── INPUT DATA
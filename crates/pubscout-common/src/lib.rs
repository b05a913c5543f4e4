//! pubscout-common — Shared error types and the capped HTTP client used
//! across all PubScout crates.

pub mod error;
pub mod sandbox;
use axum::http::StatusCode;
use axum::response::{IntoResponse, Response};
use axum::Json;
use serde_json::json;
use thiserror::Error;

#[derive(Debug, Error)]
pub enum PubscoutError {
    #[error("Security policy violation: {0}")]
    Security(String),

    #[error("Configuration error: {0}")]
    Config(String),

    #[error(transparent)]
    Other(#[from] anyhow::Error),
}

/// Error returned from axum handlers, rendered as a JSON body.
#[derive(Debug)]
pub struct ApiError {
    pub status: StatusCode,
    pub message: String,
}

impl ApiError {
    pub fn bad_request(message: impl Into<String>) -> Self {
        Self {
            status: StatusCode::BAD_REQUEST,
            message: message.into(),
        }
    }

    /// Failure in an upstream collaborator (PubMed), surfaced as 502.
    pub fn upstream(message: impl Into<String>) -> Self {
        Self {
            status: StatusCode::BAD_GATEWAY,
            message: message.into(),
        }
    }
}

impl IntoResponse for ApiError {
    fn into_response(self) -> Response {
        (self.status, Json(json!({ "error": self.message }))).into_response()
    }
}

impl From<PubscoutError> for ApiError {
    fn from(err: PubscoutError) -> Self {
        Self {
            status: StatusCode::INTERNAL_SERVER_ERROR,
            message: err.to_string(),
        }
    }
}

impl From<anyhow::Error> for ApiError {
    fn from(err: anyhow::Error) -> Self {
        Self {
            status: StatusCode::INTERNAL_SERVER_ERROR,
            message: err.to_string(),
        }
    }
}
────
_WHAT THE TASK ASKS_.
A bare number is expected: how many lines above contain the word "StatusCode"?

_FINISHED TASK_.
6